*TASK OBJECTIVE:* Copy out each line of the material in which the word "peach" appears.
○ ○ ○ ○ ○
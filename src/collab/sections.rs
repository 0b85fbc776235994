//! Section parser for the phase-1 reply.
//!
//! The reply is expected to contain three marker lines, each exactly once and
//! in this order:
//!
//! ```text
//! HEAD_INSTRUCTIONS:
//! ...
//! SVG_BODY:
//! <svg ...>...</svg>
//! LEG_INSTRUCTIONS:
//! ...
//! ```
//!
//! Text before the first marker is ignored. The reply is scanned into marker
//! tokens and fed through a small state machine; any violation yields an
//! unstructured [`GenerationResult`] carrying the raw text.

use super::types::GenerationResult;
use std::fmt;

pub const HEAD_MARKER: &str = "HEAD_INSTRUCTIONS:";
pub const BODY_MARKER: &str = "SVG_BODY:";
pub const LEGS_MARKER: &str = "LEG_INSTRUCTIONS:";

/// One of the three named sections, in reply order.
#[derive(Debug, Clone, Copy, PartialEq, Eq)]
pub enum Section {
    Head,
    Body,
    Legs,
}

impl Section {
    pub const ORDER: [Section; 3] = [Section::Head, Section::Body, Section::Legs];

    pub fn marker(self) -> &'static str {
        match self {
            Section::Head => HEAD_MARKER,
            Section::Body => BODY_MARKER,
            Section::Legs => LEGS_MARKER,
        }
    }
}

/// Why a reply failed the three-section layout.
#[derive(Debug, Clone, Copy, PartialEq, Eq)]
pub enum StructureMismatch {
    Missing(Section),
    OutOfOrder { found: Section, expected: Section },
    Repeated(Section),
}

impl fmt::Display for StructureMismatch {
    fn fmt(&self, f: &mut fmt::Formatter<'_>) -> fmt::Result {
        match self {
            StructureMismatch::Missing(section) => write!(f, "missing {}", section.marker()),
            StructureMismatch::OutOfOrder { found, expected } => write!(
                f,
                "found {} where {} was expected",
                found.marker(),
                expected.marker()
            ),
            StructureMismatch::Repeated(section) => {
                write!(f, "{} appears more than once", section.marker())
            }
        }
    }
}

#[derive(Debug, Clone, Copy, PartialEq, Eq)]
struct MarkerToken {
    section: Section,
    start: usize,
    end: usize,
}

/// Finds every marker occurrence, sorted by position.
fn tokenize(text: &str) -> Vec<MarkerToken> {
    let mut tokens: Vec<MarkerToken> = Section::ORDER
        .iter()
        .flat_map(|&section| {
            text.match_indices(section.marker())
                .map(move |(start, marker)| MarkerToken {
                    section,
                    start,
                    end: start + marker.len(),
                })
        })
        .collect();
    tokens.sort_by_key(|token| token.start);
    tokens
}

#[derive(Clone, Copy)]
enum ParseState {
    /// Before the head marker
    Preamble,
    /// Inside `section`, whose content begins at byte `content_start`
    Inside {
        section_index: usize,
        content_start: usize,
    },
}

/// Splits `text` into trimmed head, body and legs slices.
pub fn split_sections(text: &str) -> Result<[&str; 3], StructureMismatch> {
    let mut bounds = [(0usize, 0usize); 3];
    let mut state = ParseState::Preamble;

    for token in tokenize(text) {
        let next_index = match state {
            ParseState::Preamble => 0,
            ParseState::Inside { section_index, .. } => section_index + 1,
        };

        match Section::ORDER.get(next_index) {
            Some(&expected) if expected == token.section => {}
            Some(&expected) => {
                return Err(if Section::ORDER[..next_index].contains(&token.section) {
                    StructureMismatch::Repeated(token.section)
                } else {
                    StructureMismatch::OutOfOrder {
                        found: token.section,
                        expected,
                    }
                });
            }
            None => return Err(StructureMismatch::Repeated(token.section)),
        }

        if let ParseState::Inside {
            section_index,
            content_start,
        } = state
        {
            bounds[section_index] = (content_start, token.start);
        }
        state = ParseState::Inside {
            section_index: next_index,
            content_start: token.end,
        };
    }

    match state {
        ParseState::Inside {
            section_index: 2,
            content_start,
        } => bounds[2] = (content_start, text.len()),
        ParseState::Inside { section_index, .. } => {
            return Err(StructureMismatch::Missing(Section::ORDER[section_index + 1]));
        }
        ParseState::Preamble => return Err(StructureMismatch::Missing(Section::Head)),
    }

    Ok(bounds.map(|(start, end)| text[start..end].trim()))
}

/// Parses a phase-1 reply. Never fails; a layout violation degrades to raw text.
pub fn parse(raw_text: &str) -> GenerationResult {
    match split_sections(raw_text) {
        Ok([head, body, legs]) => {
            log::debug!(
                "Parsed sections: head {} bytes, body {} bytes, legs {} bytes",
                head.len(),
                body.len(),
                legs.len()
            );
            GenerationResult::structured(head, body, legs, raw_text)
        }
        Err(mismatch) => {
            log::warn!("Reply is not in the expected section layout: {mismatch}");
            GenerationResult::unstructured(raw_text)
        }
    }
}

#[cfg(test)]
mod tests {
    use super::*;

    #[test]
    fn parses_well_formed_reply() {
        let result =
            parse("HEAD_INSTRUCTIONS:\nfoo\nSVG_BODY:\n<svg>bar</svg>\nLEG_INSTRUCTIONS:\nbaz");
        assert!(result.is_structured);
        assert_eq!(result.head_text, "foo");
        assert_eq!(result.body_markup, "<svg>bar</svg>");
        assert_eq!(result.legs_text, "baz");
    }

    #[test]
    fn ignores_preamble_and_trims_sections() {
        let raw = "Sure! Here you go.\n\nHEAD_INSTRUCTIONS:\n  Draw a peach circle (#FFDBAC).  \n\n\
                   SVG_BODY:\n\n<svg width=\"300\"></svg>\n\nLEG_INSTRUCTIONS:\n Two black rectangles.\n\n";
        let result = parse(raw);
        assert!(result.is_structured);
        assert_eq!(result.head_text, "Draw a peach circle (#FFDBAC).");
        assert_eq!(result.body_markup, "<svg width=\"300\"></svg>");
        assert_eq!(result.legs_text, "Two black rectangles.");
        assert_eq!(result.raw_text, raw);
    }

    #[test]
    fn markers_without_content_yield_empty_sections() {
        let result = parse("HEAD_INSTRUCTIONS:SVG_BODY:LEG_INSTRUCTIONS:");
        assert!(result.is_structured);
        assert!(result.head_text.is_empty());
        assert!(!result.is_usable_for_vision());
    }

    #[test]
    fn no_markers_falls_back_to_raw_text() {
        let result = parse("no markers here");
        assert!(!result.is_structured);
        assert_eq!(result.raw_text, "no markers here");
        assert!(result.head_text.is_empty());
        assert!(result.body_markup.is_empty());
        assert!(result.legs_text.is_empty());
    }

    #[test]
    fn reports_missing_marker() {
        assert_eq!(
            split_sections("HEAD_INSTRUCTIONS: a SVG_BODY: b"),
            Err(StructureMismatch::Missing(Section::Legs))
        );
        assert_eq!(
            split_sections(""),
            Err(StructureMismatch::Missing(Section::Head))
        );
    }

    #[test]
    fn rejects_out_of_order_markers() {
        let raw = "SVG_BODY:\n<svg/>\nHEAD_INSTRUCTIONS:\nfoo\nLEG_INSTRUCTIONS:\nbaz";
        assert_eq!(
            split_sections(raw),
            Err(StructureMismatch::OutOfOrder {
                found: Section::Body,
                expected: Section::Head,
            })
        );
        let result = parse(raw);
        assert!(!result.is_structured);
        assert_eq!(result.raw_text, raw);
    }

    #[test]
    fn rejects_repeated_markers() {
        assert_eq!(
            split_sections("HEAD_INSTRUCTIONS: a SVG_BODY: b LEG_INSTRUCTIONS: c LEG_INSTRUCTIONS: d"),
            Err(StructureMismatch::Repeated(Section::Legs))
        );
        assert_eq!(
            split_sections("HEAD_INSTRUCTIONS: a HEAD_INSTRUCTIONS: b SVG_BODY: c LEG_INSTRUCTIONS: d"),
            Err(StructureMismatch::Repeated(Section::Head))
        );
        assert!(!parse("HEAD_INSTRUCTIONS: a SVG_BODY: b HEAD_INSTRUCTIONS: x LEG_INSTRUCTIONS: c").is_structured);
    }

    #[test]
    fn handles_multibyte_text_around_markers() {
        let result = parse("HEAD_INSTRUCTIONS: 🎨 cabeza\nSVG_BODY: <svg>ü</svg>\nLEG_INSTRUCTIONS: piernas ✓");
        assert!(result.is_structured);
        assert_eq!(result.head_text, "🎨 cabeza");
        assert_eq!(result.body_markup, "<svg>ü</svg>");
        assert_eq!(result.legs_text, "piernas ✓");
    }
}
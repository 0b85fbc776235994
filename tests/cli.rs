use assert_cmd::Command;
use predicates::prelude::*;
use tempfile::TempDir;

fn cosketch_cmd() -> Command {
    Command::cargo_bin("cosketch").expect("binary exists")
}

#[test]
fn cosketch_help_prints_usage() {
    cosketch_cmd()
        .arg("--help")
        .assert()
        .success()
        .stdout(predicate::str::contains(
            "Co-create a figure with an AI collaborator",
        ))
        .stdout(predicate::str::contains("parse"))
        .stdout(predicate::str::contains("draw"))
        .stdout(predicate::str::contains("collab"));
}

#[test]
fn subcommand_is_required() {
    cosketch_cmd().assert().failure();
}

#[test]
fn parse_prints_structured_sections() {
    let temp = TempDir::new().unwrap();
    let reply = temp.path().join("reply.txt");
    std::fs::write(
        &reply,
        "Here you go!\nHEAD_INSTRUCTIONS:\nfoo\nSVG_BODY:\n<svg>bar</svg>\nLEG_INSTRUCTIONS:\nbaz\n",
    )
    .unwrap();

    cosketch_cmd()
        .arg("parse")
        .arg(&reply)
        .assert()
        .success()
        .stdout(predicate::str::contains(r#""is_structured": true"#))
        .stdout(predicate::str::contains(r#""head_text": "foo""#))
        .stdout(predicate::str::contains(r#""body_markup": "<svg>bar</svg>""#))
        .stdout(predicate::str::contains(r#""legs_text": "baz""#));
}

#[test]
fn parse_falls_back_to_raw_text() {
    let temp = TempDir::new().unwrap();
    let reply = temp.path().join("reply.txt");
    std::fs::write(&reply, "SVG_BODY: first\nHEAD_INSTRUCTIONS: second").unwrap();

    cosketch_cmd()
        .arg("parse")
        .arg(&reply)
        .assert()
        .success()
        .stdout(predicate::str::contains(r#""is_structured": false"#))
        .stdout(predicate::str::contains(r#""head_text": """#));
}

#[test]
fn parse_vision_extracts_markup() {
    let temp = TempDir::new().unwrap();
    let reply = temp.path().join("vision.txt");
    std::fs::write(&reply, "Sure:\n<svg width=\"4\"></svg>\nThanks").unwrap();

    cosketch_cmd()
        .args(["parse", "--vision"])
        .arg(&reply)
        .assert()
        .success()
        .stdout(predicate::str::contains(r#""is_markup_found": true"#))
        .stdout(predicate::str::contains(r#""markup": "<svg width=\"4\"></svg>""#));
}

#[test]
fn parse_missing_file_fails() {
    cosketch_cmd()
        .args(["parse", "/definitely/not/here.txt"])
        .assert()
        .failure()
        .stderr(predicate::str::contains("Failed to read reply"));
}

#[test]
fn draw_replays_script_into_png() {
    let temp = TempDir::new().unwrap();
    let config = temp.path().join("config.toml");
    std::fs::write(&config, "[canvas]\nwidth = 600\nheight = 400\n").unwrap();
    let script = temp.path().join("script.json");
    std::fs::write(
        &script,
        r##"{
            "commands": [
                { "action": "set_color", "color": "#ff0000" },
                { "action": "pointer_press", "x": 250, "y": 100 },
                { "action": "pointer_move", "x": 300, "y": 150 },
                { "action": "pointer_release" },
                { "action": "select_tool", "tool": "circle" },
                { "action": "pointer_press", "x": 300, "y": 300 },
                { "action": "pointer_press", "x": 50, "y": 300 }
            ]
        }"##,
    )
    .unwrap();
    let out = temp.path().join("canvas.png");

    cosketch_cmd()
        .arg("--config")
        .arg(&config)
        .args(["draw", "--script"])
        .arg(&script)
        .arg("--out")
        .arg(&out)
        .assert()
        .success()
        .stdout(predicate::str::contains("Wrote 2 marks"))
        .stdout(predicate::str::contains("Circle | Size: 50px | #ff0000"));

    let png = std::fs::read(&out).unwrap();
    assert!(png.starts_with(&[0x89, b'P', b'N', b'G']));
}

#[test]
fn draw_rejects_malformed_script() {
    let temp = TempDir::new().unwrap();
    let config = temp.path().join("config.toml");
    std::fs::write(&config, "").unwrap();
    let script = temp.path().join("script.json");
    std::fs::write(&script, r#"{ "commands": [ { "action": "wave" } ] }"#).unwrap();

    cosketch_cmd()
        .arg("--config")
        .arg(&config)
        .args(["draw", "--script"])
        .arg(&script)
        .arg("--out")
        .arg(temp.path().join("out.png"))
        .assert()
        .failure()
        .stderr(predicate::str::contains("Failed to parse script"));
}

#[test]
fn collab_with_empty_artwork_directory_fails() {
    let temp = TempDir::new().unwrap();
    let config = temp.path().join("config.toml");
    std::fs::write(&config, "").unwrap();

    cosketch_cmd()
        .arg("--config")
        .arg(&config)
        .arg("collab")
        .arg("--artwork-dir")
        .arg(temp.path())
        .assert()
        .failure()
        .stderr(predicate::str::contains("No artworks found"));
}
○ ○ ○ ○ ○
*TASK RESULT:*
        let raw = "Sure! Here you go.\n\nHEAD_INSTRUCTIONS:\n  Draw a peach circle (#FFDBAC).  \n\n\
        assert_eq!(result.head_text, "Draw a peach circle (#FFDBAC).");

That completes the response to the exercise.